Napoleon’s favourite general has been formally identified after DNA tests on a one-legged skeleton found under a dance floor in western Russia.
Analysis confirmed that the bones belonged to Charles-Etienne Gudin, French archaeologists say.
Gudin, aged 44, was hit by a cannonball near the city of Smolensk during the French invasion of Russia in 1812.
He had to have his leg amputated and died three days later from gangrene. His heart was taken back to France.
The skeleton was discovered in July in a wooden coffin in a park beneath building foundations by a team of French and Russian archaeologists.
What did French archaeologists say?
The search for Gudin’s remains began in May and was led by Pierre Malinowski, a historian with support from the Kremlin.
This week he said that DNA tests from the remains found in Russia matched those of Pierre-César Gudin, Charles-Etienne Gudin’s brother and also a Napoleonic general.
“The DNA fits 100%,” Mr Malinowski told France’s France Bleu broadcaster. “There is no longer any doubt.”
At the time of his death on 22 August 1812, the French army removed Gudin’s heart and buried it in a chapel in Paris’ Père Lachaise cemetery.

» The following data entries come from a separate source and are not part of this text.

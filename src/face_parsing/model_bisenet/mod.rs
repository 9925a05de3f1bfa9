use image::{imageops, Luma, RgbImage};
use ndarray::{ArrayView3, Axis, Ix4};
use tracing::warn;

use crate::error::InferenceError;
use crate::face_parsing::{background_map, FaceLabel, FaceParser, LabelMap};
use crate::inference::{image_to_square_tensor, shape_error, InferenceBackend, ValueRange};

/// Model input resolution.
pub const PARSER_INPUT_SIZE: u32 = 512;

/// Segmentation-network face parser: class logits (1, 19, H, W) reduced by argmax.
pub struct ModelFaceParser {
    backend: Box<dyn InferenceBackend>,
    input_size: u32,
}

impl ModelFaceParser {
    pub fn new(backend: Box<dyn InferenceBackend>) -> ModelFaceParser {
        ModelFaceParser {
            backend,
            input_size: PARSER_INPUT_SIZE,
        }
    }

    pub fn with_input_size(mut self, size: u32) -> ModelFaceParser {
        self.input_size = size.max(1);
        self
    }

    fn try_parse(&self, crop: &RgbImage) -> Result<LabelMap, InferenceError> {
        if !self.backend.is_loaded() {
            return Err(InferenceError::ModelNotLoaded);
        }
        let input = image_to_square_tensor(crop, self.input_size, ValueRange::Unit);
        let output = self.backend.run(&[input])?;

        let shape = output.shape().to_vec();
        let logits = output
            .view()
            .into_dimensionality::<Ix4>()
            .map_err(|_| shape_error("(1, 19, H, W)", &shape))?;
        if logits.shape()[0] == 0 || logits.shape()[1] < FaceLabel::COUNT {
            return Err(shape_error("(1, 19, H, W)", &shape));
        }

        let labels = argmax_labels(logits.index_axis(Axis(0), 0));
        if labels.dimensions() == crop.dimensions() {
            Ok(labels)
        } else {
            // nearest keeps ids intact
            Ok(imageops::resize(
                &labels,
                crop.width(),
                crop.height(),
                imageops::FilterType::Nearest,
            ))
        }
    }
}

fn argmax_labels(logits: ArrayView3<f32>) -> LabelMap {
    let (h, w) = (logits.shape()[1], logits.shape()[2]);
    LabelMap::from_fn(w as u32, h as u32, |x, y| {
        let mut best = 0;
        let mut best_score = f32::NEG_INFINITY;
        for c in 0..FaceLabel::COUNT {
            let score = logits[[c, y as usize, x as usize]];
            if score > best_score {
                best_score = score;
                best = c;
            }
        }
        Luma([best as u8])
    })
}

impl FaceParser for ModelFaceParser {
    fn parse(&self, crop: &RgbImage) -> LabelMap {
        if crop.width() == 0 || crop.height() == 0 {
            return background_map(crop);
        }
        match self.try_parse(crop) {
            Ok(labels) => labels,
            Err(InferenceError::ModelNotLoaded) => background_map(crop),
            Err(e) => {
                warn!("face parsing failed: {}", e);
                background_map(crop)
            }
        }
    }
}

Researchers used the memoirs of Louis-Nicolas Davout, another French general of the Napoleonic era, who organised Gudin’s funeral and described the location. They then followed another witness account, which directed them to the coffin.
Who was General Gudin?
An aristocrat by birth, Gudin was a veteran of both the French Revolutionary and Napoleonic wars.
He attended the same military school as Napoleon Bonaparte, and is believed to have been one of the French emperor’s favourite generals.
A bust of his likeness resides in the Palace of Versailles, his name is inscribed on the Arc de Triomphe monument in Paris and he also has a street in the French capital named after him.
What about Napoleon’s invasion of Russia?
The military campaign ended in a disastrous retreat from Moscow in 1812.
Napoleon’s Grande Armée (Great Army) of 400,000 men was thought to be unbeatable and he himself had anticipated a rapid victory.
But having initially captured Moscow after the Russian army withdrew during a harsh winter, the emperor then realised he too had to turn back.
In a letter in which he vowed to blow up the Kremlin, Napoleon exposed his frustration at the campaign, with his army ravaged by disease, cold and hunger: “My cavalry is in tatters, a lot of horses are dying.”